Before changing presentation software, first change how you think about teaching EMT and paramedic students

Microsoft PowerPoint has been a core piece of presentation and educational software since the 1990’s. Yet while PowerPoint allowed educators to revolutionize the way they delivered information, many stuck with familiar lecture techniques, essentially just reading lists of facts from the screen. Death by PowerPoint is still dreaded in classrooms, lecture halls and conference venues across the globe more than 20 years later.

So with this list of alternatives to PowerPoint, I also issue a warning: Before you change your software, you must first change how you think about teaching. Consider what techniques may be best for a particular EMS education lesson then choose the program that fits that method.

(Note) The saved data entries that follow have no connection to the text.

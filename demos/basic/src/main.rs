use std::collections::HashMap;
use std::sync::Mutex;

use inject::{Container, Error, Shared, container};
use tracing::info;
use tracing_subscriber::EnvFilter;

#[derive(Clone, Debug)]
struct Settings {
    greeting: String,
}

trait UserRepository: Send + Sync {
    fn add(&self, id: u32, name: &str);
    fn find(&self, id: u32) -> Option<String>;
}

#[derive(Default)]
struct InMemoryUsers {
    users: Mutex<HashMap<u32, String>>,
}

impl UserRepository for InMemoryUsers {
    fn add(&self, id: u32, name: &str) {
        if let Ok(mut users) = self.users.lock() {
            users.insert(id, name.to_string());
        }
    }

    fn find(&self, id: u32) -> Option<String> {
        self.users.lock().ok()?.get(&id).cloned()
    }
}

struct GreetUser {
    settings: Settings,
    users: Shared<dyn UserRepository>,
}

impl GreetUser {
    fn new(settings: Settings, users: Shared<dyn UserRepository>) -> Self {
        Self { settings, users }
    }

    fn execute(&self, id: u32) -> String {
        match self.users.find(id) {
            Some(name) => format!("{}, {name}!", self.settings.greeting),
            None => format!("No user with id {id}"),
        }
    }
}

fn build() -> Result<Container, Error> {
    container! {
        bind(cached Settings => || Settings { greeting: "Hello".to_string() })
        bind(shared dyn UserRepository => || {
            Shared::new(InMemoryUsers::default()) as Shared<dyn UserRepository>
        })
        bind(type GreetUser => GreetUser::new)
    }
}

fn main() -> Result<(), Error> {
    tracing_subscriber::fmt()
        .with_env_filter(EnvFilter::try_from_default_env().unwrap_or_else(|_| "debug".into()))
        .init();

    let container = build()?;
    info!("Container ready: {:?}", container);

    container.call(|users: Shared<dyn UserRepository>| {
        users.add(1, "Ada");
        users.add(2, "Grace");
    })?;

    let use_case = container.resolve::<GreetUser>()?;
    println!("{}", use_case.execute(1));
    println!("{}", use_case.execute(3));

    Ok(())
}
use serde::{Deserialize, Serialize};

/// Customer service order as returned by the status backend.
#[derive(Clone, Debug, PartialEq, Eq, Serialize, Deserialize)]
pub struct ServiceRecord {
    pub name: String,
    #[serde(default, skip_serializing_if = "Option::is_none")]
    pub tax_id: Option<String>,
    #[serde(default, skip_serializing_if = "Option::is_none")]
    pub phone: Option<String>,
    pub order_id: String,
    pub status: String,
    pub service_type: String,
    pub vehicle: Vehicle,
    /// Preformatted greeting produced upstream; used verbatim when present.
    #[serde(default, skip_serializing_if = "Option::is_none")]
    pub summary: Option<String>,
}

#[derive(Clone, Debug, PartialEq, Eq, Serialize, Deserialize)]
pub struct Vehicle {
    pub model: String,
    pub plate: String,
    pub year: String,
}

#[derive(Clone, Copy, Debug, PartialEq, Eq)]
pub enum StatusTone {
    Complete,
    InProgress,
    Scheduled,
    Other,
}

impl ServiceRecord {
    pub fn status_tone(&self) -> StatusTone {
        StatusTone::from_status(&self.status)
    }
}

impl StatusTone {
    pub fn from_status(status: &str) -> Self {
        let lowered = status.to_lowercase();
        let contains_any = |needles: &[&str]| needles.iter().any(|needle| lowered.contains(needle));

        if contains_any(&["concluído", "concluido", "finalizado", "complete"]) {
            Self::Complete
        } else if contains_any(&["andamento", "execução", "execucao", "processamento", "progress"])
        {
            Self::InProgress
        } else if contains_any(&["agendado", "programado", "scheduled"]) {
            Self::Scheduled
        } else {
            Self::Other
        }
    }
}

Any EMT or paramedic educator who expects new software to improve the same old lecture techniques is headed for disappointment — both for them and for their students.

1. Keynote
Probably the most frequently used alternative to PowerPoint is Apple’s Keynote. Developed for Steve Jobs to roll out new Apple products, Keynote shares many of the same functions and features as PowerPoint. Keynote can import and export PowerPoint files.

The primary difference is that Keynote uses a different process to create the slides themselves. This gives educators the potential to look at presenting their material in new and different ways.

Consider using Keynote the way Jobs did. Keynote helps you build simple, visually oriented slides with little text. This will help you use your slide deck to tell a relatable story rather than bombard your audience with bullet lists of facts.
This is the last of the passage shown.